Exercise details –
Match the string "ProjectError" against each line below, and copy every line that matches.

Data supplied –
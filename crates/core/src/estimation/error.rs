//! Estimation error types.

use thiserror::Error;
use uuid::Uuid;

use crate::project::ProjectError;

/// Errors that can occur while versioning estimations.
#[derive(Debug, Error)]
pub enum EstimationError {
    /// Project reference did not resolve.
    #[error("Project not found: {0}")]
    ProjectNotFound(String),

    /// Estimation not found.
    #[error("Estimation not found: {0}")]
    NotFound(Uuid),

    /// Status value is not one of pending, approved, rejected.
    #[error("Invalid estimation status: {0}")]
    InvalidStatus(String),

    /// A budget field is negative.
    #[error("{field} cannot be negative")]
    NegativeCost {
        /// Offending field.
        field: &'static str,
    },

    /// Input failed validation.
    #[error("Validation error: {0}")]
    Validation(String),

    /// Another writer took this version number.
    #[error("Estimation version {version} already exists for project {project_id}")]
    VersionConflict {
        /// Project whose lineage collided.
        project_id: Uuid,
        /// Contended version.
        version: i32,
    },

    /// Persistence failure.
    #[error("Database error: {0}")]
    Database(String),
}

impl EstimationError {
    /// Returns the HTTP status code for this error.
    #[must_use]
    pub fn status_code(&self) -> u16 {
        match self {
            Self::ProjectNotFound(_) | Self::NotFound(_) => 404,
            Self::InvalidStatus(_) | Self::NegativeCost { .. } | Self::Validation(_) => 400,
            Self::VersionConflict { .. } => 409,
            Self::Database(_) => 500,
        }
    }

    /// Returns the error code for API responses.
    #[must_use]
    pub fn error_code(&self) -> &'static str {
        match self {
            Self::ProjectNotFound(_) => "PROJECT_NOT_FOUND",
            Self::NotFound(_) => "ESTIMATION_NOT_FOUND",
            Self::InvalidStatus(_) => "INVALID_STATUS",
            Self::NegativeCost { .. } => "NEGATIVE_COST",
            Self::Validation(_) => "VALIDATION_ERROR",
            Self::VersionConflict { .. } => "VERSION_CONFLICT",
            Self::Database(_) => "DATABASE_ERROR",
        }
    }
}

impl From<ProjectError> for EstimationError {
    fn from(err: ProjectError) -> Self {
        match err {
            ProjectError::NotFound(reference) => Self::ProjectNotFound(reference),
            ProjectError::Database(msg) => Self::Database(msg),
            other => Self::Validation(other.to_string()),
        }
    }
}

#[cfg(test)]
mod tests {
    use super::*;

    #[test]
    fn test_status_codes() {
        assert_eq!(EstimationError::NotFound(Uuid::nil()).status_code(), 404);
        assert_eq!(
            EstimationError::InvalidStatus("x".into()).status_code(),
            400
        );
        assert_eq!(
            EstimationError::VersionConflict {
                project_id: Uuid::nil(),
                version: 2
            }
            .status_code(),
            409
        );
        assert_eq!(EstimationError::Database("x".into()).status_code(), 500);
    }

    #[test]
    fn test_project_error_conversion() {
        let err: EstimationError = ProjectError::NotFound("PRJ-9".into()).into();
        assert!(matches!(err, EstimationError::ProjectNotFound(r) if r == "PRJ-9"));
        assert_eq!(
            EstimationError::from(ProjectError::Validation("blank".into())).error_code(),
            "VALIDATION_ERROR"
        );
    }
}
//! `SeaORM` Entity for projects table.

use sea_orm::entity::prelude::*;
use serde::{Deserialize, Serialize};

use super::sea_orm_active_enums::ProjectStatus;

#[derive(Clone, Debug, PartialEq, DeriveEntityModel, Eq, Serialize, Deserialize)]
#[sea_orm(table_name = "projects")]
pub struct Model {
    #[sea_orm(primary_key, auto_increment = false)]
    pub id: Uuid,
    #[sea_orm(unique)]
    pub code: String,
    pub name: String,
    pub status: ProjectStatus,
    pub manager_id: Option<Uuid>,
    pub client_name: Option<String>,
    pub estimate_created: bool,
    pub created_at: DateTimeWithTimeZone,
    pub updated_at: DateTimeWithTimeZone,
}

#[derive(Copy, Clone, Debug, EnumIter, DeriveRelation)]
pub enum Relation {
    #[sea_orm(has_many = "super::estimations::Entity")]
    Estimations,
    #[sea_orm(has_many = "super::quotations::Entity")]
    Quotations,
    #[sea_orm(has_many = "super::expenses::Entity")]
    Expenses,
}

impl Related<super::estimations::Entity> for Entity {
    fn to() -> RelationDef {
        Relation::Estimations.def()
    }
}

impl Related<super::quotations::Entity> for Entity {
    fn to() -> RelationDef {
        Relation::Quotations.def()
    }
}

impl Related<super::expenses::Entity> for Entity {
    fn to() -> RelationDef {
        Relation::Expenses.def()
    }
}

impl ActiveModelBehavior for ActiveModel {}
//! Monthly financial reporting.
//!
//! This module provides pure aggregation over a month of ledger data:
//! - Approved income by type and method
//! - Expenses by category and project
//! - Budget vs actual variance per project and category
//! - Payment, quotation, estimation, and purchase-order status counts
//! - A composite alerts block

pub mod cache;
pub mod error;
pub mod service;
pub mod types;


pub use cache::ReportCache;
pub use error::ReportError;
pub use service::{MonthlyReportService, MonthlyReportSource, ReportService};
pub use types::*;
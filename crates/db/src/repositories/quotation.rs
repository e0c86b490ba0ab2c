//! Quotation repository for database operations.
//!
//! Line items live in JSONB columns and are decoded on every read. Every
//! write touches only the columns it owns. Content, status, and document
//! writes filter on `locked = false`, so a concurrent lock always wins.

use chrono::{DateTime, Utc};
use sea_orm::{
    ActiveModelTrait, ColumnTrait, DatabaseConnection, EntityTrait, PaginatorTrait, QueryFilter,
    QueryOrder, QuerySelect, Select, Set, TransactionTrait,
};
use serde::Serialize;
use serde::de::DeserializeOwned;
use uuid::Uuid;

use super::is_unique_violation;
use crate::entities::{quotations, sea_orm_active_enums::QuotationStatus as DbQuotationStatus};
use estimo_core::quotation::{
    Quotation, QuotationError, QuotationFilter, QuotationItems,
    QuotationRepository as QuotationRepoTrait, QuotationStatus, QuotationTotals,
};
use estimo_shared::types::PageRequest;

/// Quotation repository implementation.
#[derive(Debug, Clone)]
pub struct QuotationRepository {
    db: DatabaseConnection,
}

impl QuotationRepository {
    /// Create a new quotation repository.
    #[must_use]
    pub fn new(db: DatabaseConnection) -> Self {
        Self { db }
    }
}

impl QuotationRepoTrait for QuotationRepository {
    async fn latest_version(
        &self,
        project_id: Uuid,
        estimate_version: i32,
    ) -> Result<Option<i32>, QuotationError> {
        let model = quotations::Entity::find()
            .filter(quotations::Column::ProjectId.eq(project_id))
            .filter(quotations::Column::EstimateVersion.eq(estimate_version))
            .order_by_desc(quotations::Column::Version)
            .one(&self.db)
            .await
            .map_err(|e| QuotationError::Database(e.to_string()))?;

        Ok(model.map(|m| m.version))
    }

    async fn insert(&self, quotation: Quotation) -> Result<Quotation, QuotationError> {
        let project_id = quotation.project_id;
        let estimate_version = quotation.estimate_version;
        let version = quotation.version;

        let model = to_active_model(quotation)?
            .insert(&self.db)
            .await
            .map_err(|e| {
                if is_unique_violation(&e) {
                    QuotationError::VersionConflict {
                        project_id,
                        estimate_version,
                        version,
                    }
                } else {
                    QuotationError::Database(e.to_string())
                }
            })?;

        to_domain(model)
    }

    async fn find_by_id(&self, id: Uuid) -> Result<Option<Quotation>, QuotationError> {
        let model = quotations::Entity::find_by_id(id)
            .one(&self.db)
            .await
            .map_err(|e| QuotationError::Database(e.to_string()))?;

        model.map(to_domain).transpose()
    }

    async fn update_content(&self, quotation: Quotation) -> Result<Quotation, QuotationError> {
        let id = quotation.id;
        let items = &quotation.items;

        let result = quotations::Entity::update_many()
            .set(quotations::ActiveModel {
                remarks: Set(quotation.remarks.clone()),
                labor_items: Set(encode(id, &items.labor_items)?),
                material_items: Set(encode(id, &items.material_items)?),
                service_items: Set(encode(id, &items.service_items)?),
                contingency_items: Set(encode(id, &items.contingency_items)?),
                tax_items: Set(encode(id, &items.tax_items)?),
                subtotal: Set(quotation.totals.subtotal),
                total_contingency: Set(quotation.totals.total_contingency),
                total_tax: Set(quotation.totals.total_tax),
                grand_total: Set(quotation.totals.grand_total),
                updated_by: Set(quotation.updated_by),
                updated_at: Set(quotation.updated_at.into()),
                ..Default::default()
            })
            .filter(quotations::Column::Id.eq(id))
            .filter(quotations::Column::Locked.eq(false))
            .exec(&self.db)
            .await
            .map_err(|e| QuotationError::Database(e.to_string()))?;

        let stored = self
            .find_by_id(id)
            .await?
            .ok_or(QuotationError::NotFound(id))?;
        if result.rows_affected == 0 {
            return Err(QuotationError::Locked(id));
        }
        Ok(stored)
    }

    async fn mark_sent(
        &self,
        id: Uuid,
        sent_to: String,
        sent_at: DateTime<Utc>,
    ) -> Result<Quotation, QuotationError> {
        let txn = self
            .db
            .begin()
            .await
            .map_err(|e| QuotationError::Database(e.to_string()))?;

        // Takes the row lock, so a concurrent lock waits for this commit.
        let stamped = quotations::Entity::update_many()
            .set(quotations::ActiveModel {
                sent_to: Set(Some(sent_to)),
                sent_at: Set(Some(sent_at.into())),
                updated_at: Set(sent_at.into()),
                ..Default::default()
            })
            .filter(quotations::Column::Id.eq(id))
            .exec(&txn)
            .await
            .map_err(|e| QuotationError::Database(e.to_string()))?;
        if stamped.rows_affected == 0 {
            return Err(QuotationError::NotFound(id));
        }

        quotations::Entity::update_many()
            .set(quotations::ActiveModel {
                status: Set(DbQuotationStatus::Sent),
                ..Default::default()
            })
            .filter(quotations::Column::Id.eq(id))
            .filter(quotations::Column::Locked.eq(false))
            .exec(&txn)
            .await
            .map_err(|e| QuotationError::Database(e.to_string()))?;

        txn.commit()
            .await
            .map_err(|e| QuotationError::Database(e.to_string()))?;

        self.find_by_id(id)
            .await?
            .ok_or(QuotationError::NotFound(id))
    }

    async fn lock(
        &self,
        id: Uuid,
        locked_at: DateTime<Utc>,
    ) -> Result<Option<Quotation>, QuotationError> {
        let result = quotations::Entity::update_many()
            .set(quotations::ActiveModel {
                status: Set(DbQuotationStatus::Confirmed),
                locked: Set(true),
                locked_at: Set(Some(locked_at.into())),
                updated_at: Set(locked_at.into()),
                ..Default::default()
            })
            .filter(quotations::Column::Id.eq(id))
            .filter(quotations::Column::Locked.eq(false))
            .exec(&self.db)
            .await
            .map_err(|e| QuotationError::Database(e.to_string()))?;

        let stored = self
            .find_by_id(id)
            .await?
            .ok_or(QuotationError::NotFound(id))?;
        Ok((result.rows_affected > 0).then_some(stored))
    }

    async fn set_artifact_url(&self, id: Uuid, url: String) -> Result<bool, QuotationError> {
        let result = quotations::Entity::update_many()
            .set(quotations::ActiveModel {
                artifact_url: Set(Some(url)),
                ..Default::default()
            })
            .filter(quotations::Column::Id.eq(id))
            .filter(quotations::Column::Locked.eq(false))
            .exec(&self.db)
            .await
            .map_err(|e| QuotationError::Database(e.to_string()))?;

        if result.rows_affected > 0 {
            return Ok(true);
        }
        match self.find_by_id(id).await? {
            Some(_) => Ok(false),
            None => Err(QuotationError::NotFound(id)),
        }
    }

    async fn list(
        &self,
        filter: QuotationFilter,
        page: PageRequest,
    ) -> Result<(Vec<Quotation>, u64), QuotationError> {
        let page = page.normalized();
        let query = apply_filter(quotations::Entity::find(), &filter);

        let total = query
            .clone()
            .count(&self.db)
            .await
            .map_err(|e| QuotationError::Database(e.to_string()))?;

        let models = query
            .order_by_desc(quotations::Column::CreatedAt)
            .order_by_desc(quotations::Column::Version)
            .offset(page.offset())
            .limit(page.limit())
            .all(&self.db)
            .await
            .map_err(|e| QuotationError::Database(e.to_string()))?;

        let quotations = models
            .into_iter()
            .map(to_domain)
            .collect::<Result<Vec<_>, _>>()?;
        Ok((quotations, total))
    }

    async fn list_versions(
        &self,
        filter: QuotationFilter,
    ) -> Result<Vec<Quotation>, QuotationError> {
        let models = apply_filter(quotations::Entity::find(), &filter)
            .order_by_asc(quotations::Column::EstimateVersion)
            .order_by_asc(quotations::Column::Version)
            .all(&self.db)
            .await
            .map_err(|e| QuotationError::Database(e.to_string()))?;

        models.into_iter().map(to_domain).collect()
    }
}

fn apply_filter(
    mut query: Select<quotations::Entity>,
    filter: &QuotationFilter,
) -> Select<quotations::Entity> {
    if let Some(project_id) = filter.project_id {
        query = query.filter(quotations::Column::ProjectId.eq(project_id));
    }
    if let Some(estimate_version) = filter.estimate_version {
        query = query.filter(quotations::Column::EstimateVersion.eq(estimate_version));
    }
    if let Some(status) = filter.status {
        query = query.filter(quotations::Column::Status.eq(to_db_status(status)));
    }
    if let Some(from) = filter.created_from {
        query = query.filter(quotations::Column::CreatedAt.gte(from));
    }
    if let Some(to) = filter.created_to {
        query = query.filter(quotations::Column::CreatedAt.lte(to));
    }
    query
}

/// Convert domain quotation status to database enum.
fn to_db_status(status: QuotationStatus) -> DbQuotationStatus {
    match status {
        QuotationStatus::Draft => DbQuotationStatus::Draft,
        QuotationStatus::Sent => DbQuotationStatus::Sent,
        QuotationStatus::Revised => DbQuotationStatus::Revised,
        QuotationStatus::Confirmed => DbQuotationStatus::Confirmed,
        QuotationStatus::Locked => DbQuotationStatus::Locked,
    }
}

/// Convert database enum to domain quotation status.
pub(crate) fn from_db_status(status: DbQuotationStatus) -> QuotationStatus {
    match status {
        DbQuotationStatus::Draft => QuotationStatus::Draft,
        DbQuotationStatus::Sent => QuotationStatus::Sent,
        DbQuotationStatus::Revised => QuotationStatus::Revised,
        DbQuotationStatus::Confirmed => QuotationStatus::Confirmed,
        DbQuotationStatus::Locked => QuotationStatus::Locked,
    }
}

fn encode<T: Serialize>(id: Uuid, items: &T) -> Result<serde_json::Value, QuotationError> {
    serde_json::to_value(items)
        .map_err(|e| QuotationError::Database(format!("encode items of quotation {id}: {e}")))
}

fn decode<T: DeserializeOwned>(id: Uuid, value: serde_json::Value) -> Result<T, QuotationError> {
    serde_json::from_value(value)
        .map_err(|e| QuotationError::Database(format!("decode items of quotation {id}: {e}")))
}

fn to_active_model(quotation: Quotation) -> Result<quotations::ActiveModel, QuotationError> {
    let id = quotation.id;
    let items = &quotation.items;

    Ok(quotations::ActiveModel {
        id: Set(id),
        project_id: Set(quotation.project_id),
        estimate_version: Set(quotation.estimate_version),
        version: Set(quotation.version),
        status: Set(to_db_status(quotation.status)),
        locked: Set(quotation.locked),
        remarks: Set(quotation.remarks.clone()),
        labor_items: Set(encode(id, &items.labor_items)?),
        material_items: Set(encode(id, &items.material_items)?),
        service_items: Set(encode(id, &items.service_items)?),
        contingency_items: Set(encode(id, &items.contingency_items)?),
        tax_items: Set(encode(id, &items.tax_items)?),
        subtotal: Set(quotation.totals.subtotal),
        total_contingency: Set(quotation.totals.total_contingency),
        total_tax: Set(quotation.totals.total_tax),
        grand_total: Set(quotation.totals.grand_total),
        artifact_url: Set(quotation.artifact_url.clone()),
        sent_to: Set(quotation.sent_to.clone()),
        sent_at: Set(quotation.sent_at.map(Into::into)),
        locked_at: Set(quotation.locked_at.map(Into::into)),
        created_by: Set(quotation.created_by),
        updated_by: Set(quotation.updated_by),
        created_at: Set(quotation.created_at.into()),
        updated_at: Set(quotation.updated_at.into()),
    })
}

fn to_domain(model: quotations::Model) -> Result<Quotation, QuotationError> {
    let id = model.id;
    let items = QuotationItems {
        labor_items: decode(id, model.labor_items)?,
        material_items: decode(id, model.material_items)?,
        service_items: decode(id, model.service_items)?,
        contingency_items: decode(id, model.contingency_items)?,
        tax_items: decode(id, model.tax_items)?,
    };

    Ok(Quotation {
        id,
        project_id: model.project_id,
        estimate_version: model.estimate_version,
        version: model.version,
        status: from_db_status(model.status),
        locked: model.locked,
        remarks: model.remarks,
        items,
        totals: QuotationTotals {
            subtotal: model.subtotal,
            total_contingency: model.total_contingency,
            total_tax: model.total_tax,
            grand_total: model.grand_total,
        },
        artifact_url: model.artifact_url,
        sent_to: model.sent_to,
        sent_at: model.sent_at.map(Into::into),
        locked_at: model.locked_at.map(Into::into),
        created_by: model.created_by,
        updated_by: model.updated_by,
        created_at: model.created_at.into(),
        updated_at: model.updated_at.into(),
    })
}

Answer below –
use crate::project::ProjectError;
impl From<ProjectError> for EstimationError {
    fn from(err: ProjectError) -> Self {
            ProjectError::NotFound(reference) => Self::ProjectNotFound(reference),
            ProjectError::Database(msg) => Self::Database(msg),
        let err: EstimationError = ProjectError::NotFound("PRJ-9".into()).into();
            EstimationError::from(ProjectError::Validation("blank".into())).error_code(),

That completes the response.